Ce magistrat a rendu compte des plaidoiries dans le délibéré de la cour, composée de :
Madame Marie-Bénédicte JACQUET, conseillère, faisant fonction de présidente,
Madame Aurélie PRACHE, présidente de chambre,
Madame Charlotte MASQUART, conseillère,
Greffière, lors des débats et du prononcé : Madame Juliette DUPONT,
EXPOSÉ DU LITIGE
Le 6 octobre 2020, la société [12] (la société) a déclaré, auprès de la [5] (la caisse), un accident survenu le 5 octobre 2020 au préjudice de M. [U] [S] (la victime), exerçant en qualité d'ouvrier qualifié dans la métallurgie, qui se dirigeait vers son véhicule dans le parking du personnel quand il a été victime d'un malaise mortel.

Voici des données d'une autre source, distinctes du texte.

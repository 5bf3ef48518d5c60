//! Materialized batches flowing downstream

use std::collections::HashMap;
use voxel_batch_common::{Volume, VolumeType};

/// Volumes produced for one pipeline invocation
///
/// The batch owns every volume inserted into it for the rest of the
/// invocation.
#[derive(Debug, Clone, Default, PartialEq)]
pub struct Batch {
    pub volumes: HashMap<VolumeType, Volume>,
}

impl Batch {
    pub fn new() -> Self {
        Self::default()
    }

    pub fn contains(&self, volume_type: VolumeType) -> bool {
        self.volumes.contains_key(&volume_type)
    }

    pub fn get(&self, volume_type: VolumeType) -> Option<&Volume> {
        self.volumes.get(&volume_type)
    }

    pub fn insert(&mut self, volume_type: VolumeType, volume: Volume) -> Option<Volume> {
        self.volumes.insert(volume_type, volume)
    }

    pub fn remove(&mut self, volume_type: VolumeType) -> Option<Volume> {
        self.volumes.remove(&volume_type)
    }

    pub fn len(&self) -> usize {
        self.volumes.len()
    }

    pub fn is_empty(&self) -> bool {
        self.volumes.is_empty()
    }
}
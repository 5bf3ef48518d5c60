//! Error types for the batch pipeline

use thiserror::Error;
use voxel_batch_common::{Roi, VolumeError, VolumeType};

#[derive(Error, Debug)]
pub enum PipelineError {
    #[error("{stage} requires {required} to produce {requested_by}, but it is not in the request")]
    MissingRequiredVolume {
        stage: String,
        required: VolumeType,
        requested_by: VolumeType,
    },

    #[error("{stage} expected {volume_type} in the batch, but upstream did not provide it")]
    MissingBatchVolume { stage: String, volume_type: VolumeType },

    #[error("No provider declares {0}")]
    UnsupportedVolume(VolumeType),

    #[error("Requested ROI {requested} for {volume_type} exceeds provided ROI {available}")]
    RoiOutOfBounds {
        volume_type: VolumeType,
        requested: Roi,
        available: Roi,
    },

    #[error("Shape mismatch between {left} {left_shape:?} and {right} {right_shape:?}")]
    ShapeMismatch {
        left: VolumeType,
        left_shape: Vec<usize>,
        right: VolumeType,
        right_shape: Vec<usize>,
    },

    #[error("Label {max} in {volume_type} leaves no room for a new label id")]
    LabelOverflow { volume_type: VolumeType, max: u64 },

    #[error("Invalid configuration: {0}")]
    InvalidConfig(String),

    #[error("Pipeline has not been built; call build() before requesting batches")]
    NotBuilt,

    #[error("Volume error: {0}")]
    Volume(#[from] VolumeError),

    #[error("YAML parsing error: {0}")]
    Yaml(#[from] serde_yaml::Error),

    #[error("IO error: {0}")]
    Io(#[from] std::io::Error),
}

/// Result type for pipeline operations
pub type Result<T> = std::result::Result<T, PipelineError>;
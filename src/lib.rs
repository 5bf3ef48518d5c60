//! Voxel Batch - volumetric batch pipelines for segmentation training
//!
//! Re-exports the workspace crates under one roof:
//! - [`common`]: volume types, ROIs and volumes
//! - [`pipeline_core`]: specs, requests, batches, provider/filter traits and the
//!   linear pipeline driver
//! - [`prepare_malis`]: the MALIS component label stage

pub use voxel_batch_common as common;
pub use voxel_batch_core as pipeline_core;
pub use voxel_batch_prepare_malis as prepare_malis;

pub use voxel_batch_common::{Roi, Volume, VolumeData, VolumeType};
pub use voxel_batch_core::{
    ArraySource, Batch, BatchFilter, BatchProvider, BatchRequest, Pipeline, PipelineError,
    Preparation, ProviderSpec, VolumeSpec,
};
pub use voxel_batch_prepare_malis::{split_components, PrepareMalis, PrepareMalisConfig};
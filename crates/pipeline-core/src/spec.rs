//! Provider specs: what each node of a pipeline can supply

use serde::{Deserialize, Serialize};
use std::collections::HashMap;
use voxel_batch_common::{Roi, VolumeType};

/// What a provider can supply for one volume type, if asked
#[derive(Debug, Clone, PartialEq, Eq, Serialize, Deserialize)]
pub struct VolumeSpec {
    /// Region the provider can serve
    pub roi: Roi,

    /// Whether values may be interpolated (false for labels and masks)
    pub interpolatable: bool,
}

impl VolumeSpec {
    pub fn new(roi: Roi, interpolatable: bool) -> Self {
        Self {
            roi,
            interpolatable,
        }
    }
}

/// Declared capabilities of a provider, keyed by volume type
///
/// Built once per pipeline topology. `Clone` produces an independent copy;
/// no entry is shared between clones.
#[derive(Debug, Clone, Default, PartialEq, Eq, Serialize, Deserialize)]
pub struct ProviderSpec {
    pub volumes: HashMap<VolumeType, VolumeSpec>,
}

impl ProviderSpec {
    pub fn new() -> Self {
        Self::default()
    }

    pub fn with_volume(mut self, volume_type: VolumeType, spec: VolumeSpec) -> Self {
        self.volumes.insert(volume_type, spec);
        self
    }

    pub fn contains(&self, volume_type: VolumeType) -> bool {
        self.volumes.contains_key(&volume_type)
    }

    pub fn get(&self, volume_type: VolumeType) -> Option<&VolumeSpec> {
        self.volumes.get(&volume_type)
    }

    /// Insert or overwrite the entry for `volume_type`
    pub fn insert(&mut self, volume_type: VolumeType, spec: VolumeSpec) -> Option<VolumeSpec> {
        self.volumes.insert(volume_type, spec)
    }

    pub fn remove(&mut self, volume_type: VolumeType) -> Option<VolumeSpec> {
        self.volumes.remove(&volume_type)
    }

    pub fn len(&self) -> usize {
        self.volumes.len()
    }

    pub fn is_empty(&self) -> bool {
        self.volumes.is_empty()
    }

    /// Declared volume types in a stable order
    pub fn volume_types(&self) -> Vec<VolumeType> {
        let mut types: Vec<VolumeType> = self.volumes.keys().copied().collect();
        types.sort();
        types
    }
}
//! Regions of interest in voxel coordinates

use crate::{Result, VolumeError};
use serde::{Deserialize, Serialize};
use std::fmt;

/// Axis-aligned region: a signed offset plus an extent per axis
#[derive(Debug, Clone, PartialEq, Eq, Hash, Serialize, Deserialize)]
pub struct Roi {
    offset: Vec<i64>,
    shape: Vec<usize>,
}

impl Roi {
    /// Create a ROI from an offset and a shape of equal dimensionality
    ///
    /// # Errors
    /// Returns `DimensionMismatch` if offset and shape have different lengths
    pub fn new(offset: impl Into<Vec<i64>>, shape: impl Into<Vec<usize>>) -> Result<Self> {
        let offset = offset.into();
        let shape = shape.into();
        if offset.len() != shape.len() {
            return Err(VolumeError::DimensionMismatch {
                expected: offset.len(),
                found: shape.len(),
            });
        }
        Ok(Self { offset, shape })
    }

    /// ROI anchored at the origin
    pub fn from_shape(shape: impl Into<Vec<usize>>) -> Self {
        let shape = shape.into();
        Self {
            offset: vec![0; shape.len()],
            shape,
        }
    }

    pub fn offset(&self) -> &[i64] {
        &self.offset
    }

    pub fn shape(&self) -> &[usize] {
        &self.shape
    }

    pub fn dims(&self) -> usize {
        self.shape.len()
    }

    pub fn begin(&self) -> Vec<i64> {
        self.offset.clone()
    }

    /// Exclusive upper corner
    pub fn end(&self) -> Vec<i64> {
        self.offset
            .iter()
            .zip(&self.shape)
            .map(|(&o, &s)| o + s as i64)
            .collect()
    }

    /// Whether `other` lies entirely inside this ROI
    pub fn contains(&self, other: &Roi) -> bool {
        if self.dims() != other.dims() {
            return false;
        }
        let (begin, end) = (self.begin(), self.end());
        let (other_begin, other_end) = (other.begin(), other.end());
        (0..self.dims()).all(|d| other_begin[d] >= begin[d] && other_end[d] <= end[d])
    }
}

impl fmt::Display for Roi {
    fn fmt(&self, f: &mut fmt::Formatter<'_>) -> fmt::Result {
        let axes: Vec<String> = self
            .begin()
            .iter()
            .zip(self.end())
            .map(|(b, e)| format!("{b}..{e}"))
            .collect();
        write!(f, "[{}]", axes.join(", "))
    }
}

#[cfg(test)]
mod tests {
    use super::*;

    #[test]
    fn test_new_rejects_mismatched_dims() {
        assert!(Roi::new(vec![0, 0], vec![1, 2, 3]).is_err());
    }

    #[test]
    fn test_begin_end_display() {
        let roi = Roi::new(vec![-2, 4, 0], vec![4, 2, 10]).unwrap();
        assert_eq!(roi.begin(), vec![-2, 4, 0]);
        assert_eq!(roi.end(), vec![2, 6, 10]);
        assert_eq!(roi.to_string(), "[-2..2, 4..6, 0..10]");
    }

    #[test]
    fn test_contains() {
        let outer = Roi::new(vec![0, 0], vec![10, 10]).unwrap();
        let inner = Roi::new(vec![2, 3], vec![4, 7]).unwrap();
        let straddling = Roi::new(vec![8, 0], vec![4, 4]).unwrap();

        assert!(outer.contains(&inner));
        assert!(outer.contains(&outer));
        assert!(!outer.contains(&straddling));
        assert!(!inner.contains(&outer));
        assert!(!outer.contains(&Roi::from_shape(vec![1, 1, 1])));
    }
}
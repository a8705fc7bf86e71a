//! Error types for the reconciler.

use thiserror::Error;

/// Pass-fatal errors. Row-scoped failures are contained inside the pass and
/// never surface here.
#[derive(Debug, Error)]
pub enum ReconcileError {
    /// Listing the rows failed; the pass is aborted before any row is
    /// touched.
    #[error("failed to list rows: {0}")]
    Source(#[from] socialpilot_sheet::SheetError),
}
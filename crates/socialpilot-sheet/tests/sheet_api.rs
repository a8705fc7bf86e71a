//! Integration tests for the sheet client against a mocked Sheets API.

use serde_json::json;
use wiremock::matchers::{body_partial_json, method, path, query_param};
use wiremock::{Mock, MockServer, ResponseTemplate};

use socialpilot_sheet::{PostStatus, RowSource, SheetClient, SheetError};

fn client(server: &MockServer) -> SheetClient {
    SheetClient::new("sheet-123", "Sheet1", "test-token").with_base_url(server.uri())
}

#[tokio::test]
async fn list_rows_maps_data_rows() {
    let server = MockServer::start().await;

    Mock::given(method("GET"))
        .and(path("/spreadsheets/sheet-123/values/Sheet1!A2:M"))
        .respond_with(ResponseTemplate::new(200).set_body_json(json!({
            "range": "Sheet1!A2:M",
            "values": [
                ["post-1", "a.mp4", "https://drive.google.com/d/x", "First",
                 "desc", "tags", "facebook", "Scheduled", "2026-01-01T00:00:00Z"],
                ["post-2", "b.mp4", "", "Second", "", "", "", "Draft"]
            ]
        })))
        .mount(&server)
        .await;

    let rows = client(&server).list_rows().await.unwrap();
    assert_eq!(rows.len(), 2);
    assert_eq!(rows[0].row_index, 2);
    assert_eq!(rows[0].status, Some(PostStatus::Scheduled));
    assert_eq!(rows[1].row_index, 3);
    assert_eq!(rows[1].status, Some(PostStatus::Draft));
    assert!(rows[1].scheduled_at.is_none());
}

#[tokio::test]
async fn list_rows_empty_sheet_is_ok() {
    let server = MockServer::start().await;

    Mock::given(method("GET"))
        .respond_with(ResponseTemplate::new(200).set_body_json(json!({
            "range": "Sheet1!A2:M"
        })))
        .mount(&server)
        .await;

    let rows = client(&server).list_rows().await.unwrap();
    assert!(rows.is_empty());
}

#[tokio::test]
async fn list_rows_surfaces_api_errors() {
    let server = MockServer::start().await;

    Mock::given(method("GET"))
        .respond_with(ResponseTemplate::new(403).set_body_string("permission denied"))
        .mount(&server)
        .await;

    let err = client(&server).list_rows().await.unwrap_err();
    match err {
        SheetError::Api { status, body } => {
            assert_eq!(status, 403);
            assert!(body.contains("permission denied"));
        }
        other => panic!("expected Api error, got {other:?}"),
    }
}

#[tokio::test]
async fn update_row_writes_status_notes_and_url_cells() {
    let server = MockServer::start().await;

    Mock::given(method("PUT"))
        .and(path("/spreadsheets/sheet-123/values/Sheet1!H7"))
        .and(query_param("valueInputOption", "RAW"))
        .and(body_partial_json(json!({ "values": [["Posted"]] })))
        .respond_with(ResponseTemplate::new(200).set_body_json(json!({})))
        .expect(1)
        .mount(&server)
        .await;

    Mock::given(method("PUT"))
        .and(path("/spreadsheets/sheet-123/values/Sheet1!M7"))
        .and(body_partial_json(json!({ "values": [["Auto-posted successfully"]] })))
        .respond_with(ResponseTemplate::new(200).set_body_json(json!({})))
        .expect(1)
        .mount(&server)
        .await;

    Mock::given(method("PUT"))
        .and(path("/spreadsheets/sheet-123/values/Sheet1!J7"))
        .and(body_partial_json(json!({ "values": [["https://example.com/p/1"]] })))
        .respond_with(ResponseTemplate::new(200).set_body_json(json!({})))
        .expect(1)
        .mount(&server)
        .await;

    client(&server)
        .update_row(
            7,
            PostStatus::Posted,
            "Auto-posted successfully",
            Some("https://example.com/p/1"),
        )
        .await
        .unwrap();
}

#[tokio::test]
async fn update_row_without_url_skips_the_url_cell() {
    let server = MockServer::start().await;

    Mock::given(method("PUT"))
        .and(path("/spreadsheets/sheet-123/values/Sheet1!H4"))
        .respond_with(ResponseTemplate::new(200).set_body_json(json!({})))
        .expect(1)
        .mount(&server)
        .await;

    Mock::given(method("PUT"))
        .and(path("/spreadsheets/sheet-123/values/Sheet1!M4"))
        .respond_with(ResponseTemplate::new(200).set_body_json(json!({})))
        .expect(1)
        .mount(&server)
        .await;

    Mock::given(method("PUT"))
        .and(path("/spreadsheets/sheet-123/values/Sheet1!J4"))
        .respond_with(ResponseTemplate::new(200).set_body_json(json!({})))
        .expect(0)
        .mount(&server)
        .await;

    client(&server)
        .update_row(4, PostStatus::Failed, "network error", None)
        .await
        .unwrap();
}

Le 15 janvier 2021, la caisse a pris en charge l'accident mortel déclaré au titre de la législation sur les risques professionnels.
Contestant le caractère professionnel de l'accident de la victime, la société a saisi la commission de recours amiable de la caisse qui, dans sa séance du 22 juillet 2021, a rejeté son recours.
La société a alors saisi le pôle social du tribunal judiciaire de Versailles qui, par jugement du 9 juin 2023, a :
- déclaré opposable à la société la décision de la caisse du 15 janvier 2021 de prise en charge au titre de la législation sur les risques professionnels de l'accident du travail mortel de la victime ;
- débouté les parties du surplus de leurs demandes ;
- condamné la société aux dépens ;
- dit n'y avoir lieu à faire application des dispositions de l'article 700 du code de procédure civile.
Par déclaration du 4 juillet 2023, la société a interjeté appel et les parties ont été convoquées à l'audience du 19 novembre 2024.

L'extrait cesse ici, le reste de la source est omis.